Tag Archives: zombie movie

Night of the Living

Blood Quantum

by Hope Madden

It’s 1981 on the Red Crow Indian reservation and white people have lost their damn minds.

Since it is 1981, no way they know it’s zombies. Sure, Romero’s Night of the Living Dead came out in ’69, but the genre doesn’t really take off until later in the Eighties. No, they have to figure this out for themselves – no meta commentary, no preconceived notions.

It wouldn’t help them anyway because Jeff Barnaby’s Blood Quantum is a zombie movie with a twist, which he uses to his advantage to subvert your knowledge of the genre.

Traylor (Michael Greyeyes) is having a busy morning. He had to shoot his ex-wife’s dog, his sons have both been arrested, Sugar keeps calling the station because his woman’s sick, and Traylor’s dad needs him to come see something down at the store.  

It’s always nutty like that right before the zombie apocalypse, though. Although, to be honest, Blood Quantum often works a little more like 30 Days of Night and Stakeland – both vampire films that riff on zombie tropes—but the filmmaker utilizes Romero when it makes sense.

Barnaby takes common horror themes and bends them to serve the film’s purpose as an apt allegorical nightmare. It’s the combination of social commentary and intimate family drama that makes the film memorable.

Blood Quantum would have been interesting solely on the basis of “plagued up Opies” invading indigenous space—sometimes wrapped in infected blankets, even. But the film derives its real strength from a more intimate struggle. Yes, a diseased white population threatens to overwhelm and destroy the folks of the Mi’gMaq reserve, but Barnaby’s focus is internal.

Whites are a mainly nameless burden, a privileged but parasitic condition of life. Traynor and his boys need to take care of their own shit if they want to survive this.

Greyeyes offers a level performance to build around. Kiowa Gordon brings sinister charm to the bad boy Lysol role, balanced nicely as favorite son Joseph by The Revenant’s Forrest Goodluck, (“He killed my boy!”)

Better still are longtime character actor Gary Farmer (love him!) and relative newcomer Stonehorse Lone Goeman as a couple of guys who’ve lived through a lot and bring rich if not always valuable perspective.

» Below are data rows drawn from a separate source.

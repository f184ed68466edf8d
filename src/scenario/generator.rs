//! Generator descriptors and the cost model.
//!
//! Each generator carries a [`Technology`] classification that answers
//! capability queries (fossil? storage? counts for reserves?) so that
//! penalty terms never branch on concrete types.

use serde::{Deserialize, Serialize};
use std::fmt;

/// Technology classification for a generator.
///
/// Capability queries on this enum replace type-identity checks in the
/// penalty and cost code: a term asks `is_fossil()` or
/// `counts_for_reserves()`, never "is this a CCGT".
#[derive(Debug, Clone, Copy, PartialEq, Eq, Hash, Serialize, Deserialize)]
pub enum Technology {
    Coal,
    CoalCcs,
    Ccgt,
    CcgtCcs,
    Ocgt,
    Wind,
    Pv,
    Cst,
    Hydro,
    PumpedHydro,
    Biofuel,
    Battery,
    Geothermal,
}

impl Technology {
    /// Fossil-fuelled technologies, counted against the fossil share limit.
    pub fn is_fossil(self) -> bool {
        matches!(
            self,
            Technology::Coal
                | Technology::CoalCcs
                | Technology::Ccgt
                | Technology::CcgtCcs
                | Technology::Ocgt
        )
    }

    /// Storage technologies shift energy rather than generate it.
    pub fn is_storage(self) -> bool {
        matches!(self, Technology::PumpedHydro | Technology::Battery)
    }

    /// Counts against the hydro generation limit. Pumped storage is
    /// excluded: its discharge is recycled energy, not new inflow.
    pub fn counts_for_hydro_limit(self) -> bool {
        matches!(self, Technology::Hydro)
    }

    /// Counts against the bioenergy limit.
    pub fn is_biofuel(self) -> bool {
        matches!(self, Technology::Biofuel)
    }

    /// Output follows an exogenous resource trace (wind, insolation)
    /// rather than operator instruction.
    pub fn has_variable_capacity_factor(self) -> bool {
        matches!(self, Technology::Wind | Technology::Pv)
    }

    /// Can be instructed to produce up to capacity at any time step.
    pub fn is_dispatchable(self) -> bool {
        !self.has_variable_capacity_factor()
    }

    /// Contributes unused capacity headroom to the reserves term:
    /// dispatchable, not storage, not resource-limited.
    pub fn counts_for_reserves(self) -> bool {
        self.is_dispatchable() && !self.is_storage()
    }

    /// Captures and stores a share of its combustion CO₂.
    pub fn has_ccs(self) -> bool {
        matches!(self, Technology::CoalCcs | Technology::CcgtCcs)
    }
}

impl fmt::Display for Technology {
    fn fmt(&self, f: &mut fmt::Formatter<'_>) -> fmt::Result {
        let label = match self {
            Technology::Coal => "coal",
            Technology::CoalCcs => "coal-CCS",
            Technology::Ccgt => "CCGT",
            Technology::CcgtCcs => "CCGT-CCS",
            Technology::Ocgt => "OCGT",
            Technology::Wind => "wind",
            Technology::Pv => "PV",
            Technology::Cst => "CST",
            Technology::Hydro => "hydro",
            Technology::PumpedHydro => "pumped-hydro",
            Technology::Biofuel => "biofuel",
            Technology::Battery => "battery",
            Technology::Geothermal => "geothermal",
        };
        f.write_str(label)
    }
}

/// Economy-wide prices and rates shared by every generator's cost hooks.
#[derive(Debug, Clone, Serialize, Deserialize)]
pub struct CostModel {
    /// Real discount rate used for annuitising capital, e.g. 0.05.
    pub discount_rate: f64,
    /// Carbon price in $/t CO₂ emitted.
    pub carbon_price_per_t: f64,
    /// Coal price in $/GJ of fuel burned.
    pub coal_price_per_gj: f64,
    /// Gas price in $/GJ of fuel burned.
    pub gas_price_per_gj: f64,
    /// Transport and storage cost for captured CO₂, $/t.
    pub ccs_storage_per_t: f64,
    /// New transmission capacity cost, $ per MW per km of link length.
    pub tx_cost_per_mw_km: f64,
    /// Economic lifetime of transmission assets in years.
    pub tx_lifetime_years: f64,
}

impl Default for CostModel {
    fn default() -> Self {
        Self {
            discount_rate: 0.05,
            carbon_price_per_t: 0.0,
            coal_price_per_gj: 2.0,
            gas_price_per_gj: 9.0,
            ccs_storage_per_t: 27.0,
            tx_cost_per_mw_km: 800.0,
            tx_lifetime_years: 50.0,
        }
    }
}

/// Annual payment equivalent to one dollar of capital repaid over
/// `lifetime_years` at `rate`. A zero rate degenerates to straight-line
/// repayment.
pub fn annuity_factor(rate: f64, lifetime_years: f64) -> f64 {
    if rate > 0.0 {
        (1.0 - (1.0 + rate).powf(-lifetime_years)) / rate
    } else {
        lifetime_years
    }
}

/// One generating (or storage) unit in the scenario.
///
/// Capacity is the mutable search parameter; the power and spill series are
/// overwritten by each dispatch run. Cloning a `Generator` (via the context)
/// clones those series too, so concurrent evaluations never share output
/// buffers.
#[derive(Debug, Clone, Serialize, Deserialize)]
pub struct Generator {
    pub name: String,
    /// Index into the scenario's region roster.
    pub region: usize,
    pub technology: Technology,
    /// Nameplate capacity in MW. Overwritten per candidate; may be negative
    /// transiently during search.
    pub capacity_mw: f64,
    /// Storage duration in hours. Only meaningful (and only settable) for
    /// pumped hydro.
    pub storage_hours: f64,
    /// Emitted CO₂ per MWh generated, t/MWh. `None` means the generator
    /// carries no emissions attribute and contributes zero to the
    /// emissions term.
    pub emissions_intensity: Option<f64>,
    /// Captured CO₂ per MWh for CCS plant, t/MWh, priced at the CCS
    /// storage rate.
    pub capture_intensity: Option<f64>,
    /// Fuel burned per MWh generated, GJ/MWh. `None` for unfuelled plant.
    pub heat_rate_gj_per_mwh: Option<f64>,
    /// Overnight capital cost, $/MW.
    pub capcost_per_mw: f64,
    /// Fixed operating cost, $/MW/yr.
    pub fom_per_mw_yr: f64,
    /// Variable operating cost, $/MWh.
    pub vom_per_mwh: f64,
    /// Economic lifetime for annuitisation, years.
    pub lifetime_years: f64,
    /// Dispatched power per time step, MW. Written by the simulator.
    #[serde(default, skip_serializing_if = "Vec::is_empty")]
    pub power_mw: Vec<f64>,
    /// Spilled (curtailed) power per time step, MW. May be empty for
    /// generators the simulator never spills.
    #[serde(default, skip_serializing_if = "Vec::is_empty")]
    pub spill_mw: Vec<f64>,
}

impl Generator {
    /// Creates a generator with zero capacity and default unit costs.
    pub fn new(name: impl Into<String>, region: usize, technology: Technology) -> Self {
        Self {
            name: name.into(),
            region,
            technology,
            capacity_mw: 0.0,
            storage_hours: 0.0,
            emissions_intensity: None,
            capture_intensity: None,
            heat_rate_gj_per_mwh: None,
            capcost_per_mw: 0.0,
            fom_per_mw_yr: 0.0,
            vom_per_mwh: 0.0,
            lifetime_years: 30.0,
            power_mw: Vec::new(),
            spill_mw: Vec::new(),
        }
    }

    /// Number of free parameters this generator contributes to the
    /// candidate vector. Pumped hydro exposes power and storage duration;
    /// everything else exposes capacity alone.
    pub fn param_count(&self) -> usize {
        match self.technology {
            Technology::PumpedHydro => 2,
            _ => 1,
        }
    }

    /// Writes this generator's slice of the candidate vector.
    ///
    /// `params.len()` must equal [`param_count`](Self::param_count); the
    /// context enforces this before slicing.
    pub fn set_params(&mut self, params: &[f64]) {
        debug_assert_eq!(params.len(), self.param_count());
        self.capacity_mw = params[0];
        if self.param_count() == 2 {
            self.storage_hours = params[1];
        }
    }

    /// Current parameter values in candidate-vector order.
    pub fn params(&self) -> Vec<f64> {
        if self.param_count() == 2 {
            vec![self.capacity_mw, self.storage_hours]
        } else {
            vec![self.capacity_mw]
        }
    }

    /// Total energy generated over the simulated horizon, MWh.
    pub fn energy_mwh(&self, dt_hours: f64) -> f64 {
        self.power_mw.iter().sum::<f64>() * dt_hours
    }

    /// Total energy spilled over the simulated horizon, MWh. Zero when the
    /// simulator recorded no spill series.
    pub fn spill_mwh(&self, dt_hours: f64) -> f64 {
        self.spill_mw.iter().sum::<f64>() * dt_hours
    }

    /// CO₂ emitted over the horizon, tonnes. Zero without an intensity
    /// attribute.
    pub fn emissions_t(&self, dt_hours: f64) -> f64 {
        match self.emissions_intensity {
            Some(intensity) => self.energy_mwh(dt_hours) * intensity,
            None => 0.0,
        }
    }

    /// Overnight capital cost of the currently-set capacity, $.
    pub fn capital_cost(&self, _costs: &CostModel) -> f64 {
        self.capacity_mw * self.capcost_per_mw
    }

    /// Annual payment for the capital, $/yr.
    pub fn annual_capital_cost(&self, costs: &CostModel) -> f64 {
        self.capital_cost(costs) / annuity_factor(costs.discount_rate, self.lifetime_years)
    }

    /// Operating cost over the simulated horizon, $: fixed O&M on capacity
    /// plus variable O&M, fuel, carbon, and CCS storage on energy
    /// generated.
    pub fn operating_cost(&self, costs: &CostModel, dt_hours: f64, years: f64) -> f64 {
        let energy = self.energy_mwh(dt_hours);
        let fuel = self
            .heat_rate_gj_per_mwh
            .map_or(0.0, |hr| hr * self.fuel_price(costs));
        let carbon = self
            .emissions_intensity
            .map_or(0.0, |i| i * costs.carbon_price_per_t);
        let ccs = self
            .capture_intensity
            .map_or(0.0, |c| c * costs.ccs_storage_per_t);
        self.capacity_mw * self.fom_per_mw_yr * years
            + energy * (self.vom_per_mwh + fuel + carbon + ccs)
    }

    fn fuel_price(&self, costs: &CostModel) -> f64 {
        match self.technology {
            Technology::Coal | Technology::CoalCcs => costs.coal_price_per_gj,
            Technology::Ccgt | Technology::CcgtCcs | Technology::Ocgt => costs.gas_price_per_gj,
            _ => 0.0,
        }
    }
}

#[cfg(test)]
mod tests {
    use super::*;

    #[test]
    fn test_capability_queries() {
        assert!(Technology::Coal.is_fossil());
        assert!(Technology::CcgtCcs.is_fossil());
        assert!(!Technology::Biofuel.is_fossil());

        assert!(Technology::PumpedHydro.is_storage());
        assert!(Technology::Battery.is_storage());
        assert!(!Technology::Hydro.is_storage());

        assert!(Technology::Hydro.counts_for_hydro_limit());
        assert!(!Technology::PumpedHydro.counts_for_hydro_limit());

        assert!(Technology::Wind.has_variable_capacity_factor());
        assert!(!Technology::Cst.has_variable_capacity_factor());
    }

    #[test]
    fn test_reserves_eligibility() {
        // Dispatchable, non-storage, non-variable plant counts.
        assert!(Technology::Ccgt.counts_for_reserves());
        assert!(Technology::Hydro.counts_for_reserves());
        assert!(Technology::Cst.counts_for_reserves());
        // Storage and variable plant do not.
        assert!(!Technology::Battery.counts_for_reserves());
        assert!(!Technology::PumpedHydro.counts_for_reserves());
        assert!(!Technology::Wind.counts_for_reserves());
        assert!(!Technology::Pv.counts_for_reserves());
    }

    #[test]
    fn test_annuity_factor() {
        // 5% over 30 years: standard annuity, ~15.372.
        let af = annuity_factor(0.05, 30.0);
        assert!((af - 15.3724).abs() < 1e-3, "got {af}");
        // Zero rate degenerates to the lifetime.
        assert!((annuity_factor(0.0, 30.0) - 30.0).abs() < 1e-12);
    }

    #[test]
    fn test_param_protocol() {
        let mut psh = Generator::new("psh", 0, Technology::PumpedHydro);
        assert_eq!(psh.param_count(), 2);
        psh.set_params(&[400.0, 6.0]);
        assert_eq!(psh.params(), vec![400.0, 6.0]);

        let mut ccgt = Generator::new("ccgt", 0, Technology::Ccgt);
        assert_eq!(ccgt.param_count(), 1);
        ccgt.set_params(&[250.0]);
        assert_eq!(ccgt.params(), vec![250.0]);
    }

    #[test]
    fn test_energy_and_emissions() {
        let mut gen = Generator::new("coal", 0, Technology::Coal);
        gen.emissions_intensity = Some(0.9);
        gen.power_mw = vec![100.0, 200.0, 300.0];
        assert!((gen.energy_mwh(1.0) - 600.0).abs() < 1e-9);
        assert!((gen.emissions_t(1.0) - 540.0).abs() < 1e-9);
        // No spill series recorded: zero, not an error.
        assert_eq!(gen.spill_mwh(1.0), 0.0);
    }

    #[test]
    fn test_no_intensity_means_zero_emissions() {
        let mut gen = Generator::new("wind", 0, Technology::Wind);
        gen.power_mw = vec![50.0; 10];
        assert_eq!(gen.emissions_t(1.0), 0.0);
    }

    #[test]
    fn test_operating_cost_components() {
        let costs = CostModel {
            carbon_price_per_t: 50.0,
            gas_price_per_gj: 10.0,
            ..CostModel::default()
        };
        let mut gen = Generator::new("ccgt", 0, Technology::Ccgt);
        gen.capacity_mw = 100.0;
        gen.fom_per_mw_yr = 10_000.0;
        gen.vom_per_mwh = 4.0;
        gen.heat_rate_gj_per_mwh = Some(7.0);
        gen.emissions_intensity = Some(0.4);
        gen.power_mw = vec![100.0; 10];

        // 1000 MWh at $4 VOM + $70 fuel + $20 carbon, plus one year of FOM.
        let expected = 100.0 * 10_000.0 + 1000.0 * (4.0 + 70.0 + 20.0);
        let got = gen.operating_cost(&costs, 1.0, 1.0);
        assert!((got - expected).abs() < 1e-6, "got {got}, want {expected}");
    }
}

Performances are not always exceptional, and you would not call this a feminist effort, but the underlying wry, weary wit separates the film from anything else like it.

There’s also an excellent use of resources – minimal sets maximized results: claustrophobia, tension, horror.  Barnaby’s spare but effective use of animation is another reason Blood Quantum delivers a vital new perspective for the genre.